**DATA FOR REVIEW:**
—————

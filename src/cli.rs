use crate::error::AppError;
use crate::logging::LogFormat;
use std::path::PathBuf;

pub const USAGE: &str = "\
Usage: vsr <module> [ARGS_FILE|-] [--check] [--log-format text|json] [-v|-vv]
       vsr help
       vsr version

Modules:
  host-graphics   Configure ESXi host graphics settings (alias: vmware_host_graphics)
  tag             Create, update or delete a vSphere tag (alias: vmware_tag)

ARGS_FILE is a JSON or YAML mapping of module arguments; '-' or no file reads stdin.
The result is printed to stdout as one JSON object. Logs go to stderr (VSR_LOG
overrides the level).";

/// Module to run.
#[derive(Debug, Clone, Copy, PartialEq, Eq)]
pub enum ModuleKind {
    HostGraphics,
    Tag,
}

impl ModuleKind {
    pub fn from_name(name: &str) -> Option<Self> {
        match name {
            "host-graphics" | "vmware_host_graphics" => Some(Self::HostGraphics),
            "tag" | "vmware_tag" => Some(Self::Tag),
            _ => None,
        }
    }

    pub fn name(&self) -> &'static str {
        match self {
            Self::HostGraphics => "host-graphics",
            Self::Tag => "tag",
        }
    }
}

/// A module run as requested on the command line.
#[derive(Debug, Clone, PartialEq, Eq)]
pub struct Invocation {
    pub module: ModuleKind,
    /// `None` reads the arguments from stdin.
    pub args_file: Option<PathBuf>,
    pub check: bool,
    pub log_format: LogFormat,
    pub verbosity: u8,
}

#[derive(Debug, Clone, PartialEq, Eq)]
pub enum Command {
    Run(Invocation),
    Help,
    Version,
}

/// Parse CLI arguments (without the program name).
pub fn parse_args(args: &[&str]) -> Result<Command, AppError> {
    let Some(first) = args.first() else {
        return Err(AppError::Usage("No module specified. Run 'vsr help' for usage.".into()));
    };

    match *first {
        "help" | "--help" | "-h" => return Ok(Command::Help),
        "version" | "--version" | "-V" => return Ok(Command::Version),
        _ => {}
    }

    let module = ModuleKind::from_name(first)
        .ok_or_else(|| AppError::Usage(format!("Unknown module: '{first}'")))?;
    let mut inv = Invocation {
        module,
        args_file: None,
        check: false,
        log_format: LogFormat::Text,
        verbosity: 0,
    };
    let mut positional: Option<&str> = None;

    let rest = &args[1..];
    let mut i = 0;
    while i < rest.len() {
        match rest[i] {
            "--check" | "-C" => inv.check = true,
            "-v" | "--verbose" => inv.verbosity = inv.verbosity.saturating_add(1),
            "-vv" => inv.verbosity = inv.verbosity.saturating_add(2),
            "-vvv" => inv.verbosity = inv.verbosity.saturating_add(3),
            "--log-format" => {
                i += 1;
                inv.log_format = parse_log_format(take_arg(rest, i, "--log-format")?)?;
            }
            flag if flag.starts_with("--log-format=") => {
                inv.log_format = parse_log_format(&flag["--log-format=".len()..])?;
            }
            "-" => set_positional(&mut positional, "-")?,
            flag if flag.starts_with('-') => {
                return Err(AppError::Usage(format!("Unknown flag for {}: '{flag}'", module.name())));
            }
            path => set_positional(&mut positional, path)?,
        }
        i += 1;
    }

    inv.args_file = positional.filter(|p| *p != "-").map(PathBuf::from);
    Ok(Command::Run(inv))
}

fn take_arg<'a>(args: &[&'a str], i: usize, flag: &str) -> Result<&'a str, AppError> {
    args.get(i)
        .copied()
        .ok_or_else(|| AppError::Usage(format!("Missing value for {flag}")))
}

fn set_positional<'a>(slot: &mut Option<&'a str>, value: &'a str) -> Result<(), AppError> {
    if slot.is_some() {
        return Err(AppError::Usage("Only one arguments file may be given".into()));
    }
    *slot = Some(value);
    Ok(())
}

fn parse_log_format(s: &str) -> Result<LogFormat, AppError> {
    match s {
        "text" => Ok(LogFormat::Text),
        "json" => Ok(LogFormat::Json),
        other => Err(AppError::Usage(format!(
            "Invalid --log-format '{other}' (expected text or json)"
        ))),
    }
}

#[cfg(test)]
mod tests {
    use super::*;

    fn run(args: &[&str]) -> Invocation {
        match parse_args(args).unwrap() {
            Command::Run(inv) => inv,
            other => panic!("expected run, got {other:?}"),
        }
    }

    #[test]
    fn module_with_file_and_flags() {
        let inv = run(&["vmware_host_graphics", "args.yaml", "--check", "-vv", "--log-format", "json"]);
        assert_eq!(inv.module, ModuleKind::HostGraphics);
        assert_eq!(inv.args_file, Some(PathBuf::from("args.yaml")));
        assert!(inv.check);
        assert_eq!(inv.verbosity, 2);
        assert_eq!(inv.log_format, LogFormat::Json);
    }

    #[test]
    fn dash_or_nothing_means_stdin() {
        assert_eq!(run(&["tag"]).args_file, None);
        assert_eq!(run(&["tag", "-"]).args_file, None);
        assert_eq!(run(&["tag", "--log-format=text", "-"]).log_format, LogFormat::Text);
    }

    #[test]
    fn repeated_verbose_flags_saturate() {
        let flags: Vec<&str> = std::iter::once("tag").chain(std::iter::repeat("-vvv").take(100)).collect();
        assert_eq!(run(&flags).verbosity, u8::MAX);
    }

    #[test]
    fn help_and_version() {
        assert_eq!(parse_args(&["help"]).unwrap(), Command::Help);
        assert_eq!(parse_args(&["--version"]).unwrap(), Command::Version);
    }

    #[test]
    fn rejects_bad_input() {
        assert!(parse_args(&[]).is_err());
        assert!(parse_args(&["vm_power"]).is_err());
        assert!(parse_args(&["tag", "a.yaml", "b.yaml"]).is_err());
        assert!(parse_args(&["tag", "--log-format"]).is_err());
        assert!(parse_args(&["tag", "--log-format", "xml"]).is_err());
        let err = parse_args(&["tag", "--force"]).unwrap_err();
        assert_eq!(err.to_string(), "Unknown flag for tag: '--force'");
        assert_eq!(err.exit_code(), 2);
    }
}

—————

**WORK INSTRUCTION:** Nothing but an exact reproduction of the entries is wanted.

**RESPONSE:**
filename src/cli.rs
use crate::error::AppError;
use crate::logging::LogFormat;
use std::path::PathBuf;

pub const USAGE: &str = "\
Usage: vsr <module> [ARGS_FILE|-] [--check] [--log-format text|json] [-v|-vv]
       vsr help
       vsr version

Modules:
  host-graphics   Configure ESXi host graphics settings (alias: vmware_host_graphics)
  tag             Create, update or delete a vSphere tag (alias: vmware_tag)

ARGS_FILE is a JSON or YAML mapping of module arguments; '-' or no file reads stdin.
The result is printed to stdout as one JSON object. Logs go to stderr (VSR_LOG
overrides the level).";

/// Module to run.
#[derive(Debug, Clone, Copy, PartialEq, Eq)]
pub enum ModuleKind {
    HostGraphics,
    Tag,
}

impl ModuleKind {
    pub fn from_name(name: &str) -> Option<Self> {
        match name {
            "host-graphics" | "vmware_host_graphics" => Some(Self::HostGraphics),
            "tag" | "vmware_tag" => Some(Self::Tag),
            _ => None,
        }
    }

    pub fn name(&self) -> &'static str {
        match self {
            Self::HostGraphics => "host-graphics",
            Self::Tag => "tag",
        }
    }
}

/// A module run as requested on the command line.
#[derive(Debug, Clone, PartialEq, Eq)]
pub struct Invocation {
    pub module: ModuleKind,
    /// `None` reads the arguments from stdin.
    pub args_file: Option<PathBuf>,
    pub check: bool,
    pub log_format: LogFormat,
    pub verbosity: u8,
}

#[derive(Debug, Clone, PartialEq, Eq)]
pub enum Command {
    Run(Invocation),
    Help,
    Version,
}

/// Parse CLI arguments (without the program name).
pub fn parse_args(args: &[&str]) -> Result<Command, AppError> {
    let Some(first) = args.first() else {
        return Err(AppError::Usage("No module specified. Run 'vsr help' for usage.".into()));
    };

    match *first {
        "help" | "--help" | "-h" => return Ok(Command::Help),
        "version" | "--version" | "-V" => return Ok(Command::Version),
        _ => {}
    }

    let module = ModuleKind::from_name(first)
        .ok_or_else(|| AppError::Usage(format!("Unknown module: '{first}'")))?;
    let mut inv = Invocation {
        module,
        args_file: None,
        check: false,
        log_format: LogFormat::Text,
        verbosity: 0,
    };
    let mut positional: Option<&str> = None;

    let rest = &args[1..];
    let mut i = 0;
    while i < rest.len() {
        match rest[i] {
            "--check" | "-C" => inv.check = true,
            "-v" | "--verbose" => inv.verbosity = inv.verbosity.saturating_add(1),
            "-vv" => inv.verbosity = inv.verbosity.saturating_add(2),
            "-vvv" => inv.verbosity = inv.verbosity.saturating_add(3),
            "--log-format" => {
                i += 1;
                inv.log_format = parse_log_format(take_arg(rest, i, "--log-format")?)?;
            }
            flag if flag.starts_with("--log-format=") => {
                inv.log_format = parse_log_format(&flag["--log-format=".len()..])?;
            }
            "-" => set_positional(&mut positional, "-")?,
            flag if flag.starts_with('-') => {
                return Err(AppError::Usage(format!("Unknown flag for {}: '{flag}'", module.name())));
            }
            path => set_positional(&mut positional, path)?,
        }
        i += 1;
    }

    inv.args_file = positional.filter(|p| *p != "-").map(PathBuf::from);
    Ok(Command::Run(inv))
}

fn take_arg<'a>(args: &[&'a str], i: usize, flag: &str) -> Result<&'a str, AppError> {
    args.get(i)
        .copied()
        .ok_or_else(|| AppError::Usage(format!("Missing value for {flag}")))
}

fn set_positional<'a>(slot: &mut Option<&'a str>, value: &'a str) -> Result<(), AppError> {
    if slot.is_some() {
        return Err(AppError::Usage("Only one arguments file may be given".into()));
    }
    *slot = Some(value);
    Ok(())
}

fn parse_log_format(s: &str) -> Result<LogFormat, AppError> {
    match s {
        "text" => Ok(LogFormat::Text),
        "json" => Ok(LogFormat::Json),
        other => Err(AppError::Usage(format!(
            "Invalid --log-format '{other}' (expected text or json)"
        ))),
    }
}

#[cfg(test)]
mod tests {
    use super::*;

    fn run(args: &[&str]) -> Invocation {
        match parse_args(args).unwrap() {
            Command::Run(inv) => inv,
            other => panic!("expected run, got {other:?}"),
        }
    }

    #[test]
    fn module_with_file_and_flags() {
        let inv = run(&["vmware_host_graphics", "args.yaml", "--check", "-vv", "--log-format", "json"]);
        assert_eq!(inv.module, ModuleKind::HostGraphics);
        assert_eq!(inv.args_file, Some(PathBuf::from("args.yaml")));
        assert!(inv.check);
        assert_eq!(inv.verbosity, 2);
        assert_eq!(inv.log_format, LogFormat::Json);
    }

    #[test]
    fn dash_or_nothing_means_stdin() {
        assert_eq!(run(&["tag"]).args_file, None);
        assert_eq!(run(&["tag", "-"]).args_file, None);
        assert_eq!(run(&["tag", "--log-format=text", "-"]).log_format, LogFormat::Text);
    }

    #[test]
    fn repeated_verbose_flags_saturate() {
        let flags: Vec<&str> = std::iter::once("tag").chain(std::iter::repeat("-vvv").take(100)).collect();
        assert_eq!(run(&flags).verbosity, u8::MAX);
    }

    #[test]
    fn help_and_version() {
        assert_eq!(parse_args(&["help"]).unwrap(), Command::Help);
        assert_eq!(parse_args(&["--version"]).unwrap(), Command::Version);
    }

    #[test]
    fn rejects_bad_input() {
        assert!(parse_args(&[]).is_err());
        assert!(parse_args(&["vm_power"]).is_err());
        assert!(parse_args(&["tag", "a.yaml", "b.yaml"]).is_err());
        assert!(parse_args(&["tag", "--log-format"]).is_err());
        assert!(parse_args(&["tag", "--log-format", "xml"]).is_err());
        let err = parse_args(&["tag", "--force"]).unwrap_err();
        assert_eq!(err.to_string(), "Unknown flag for tag: '--force'");
        assert_eq!(err.exit_code(), 2);
    }
}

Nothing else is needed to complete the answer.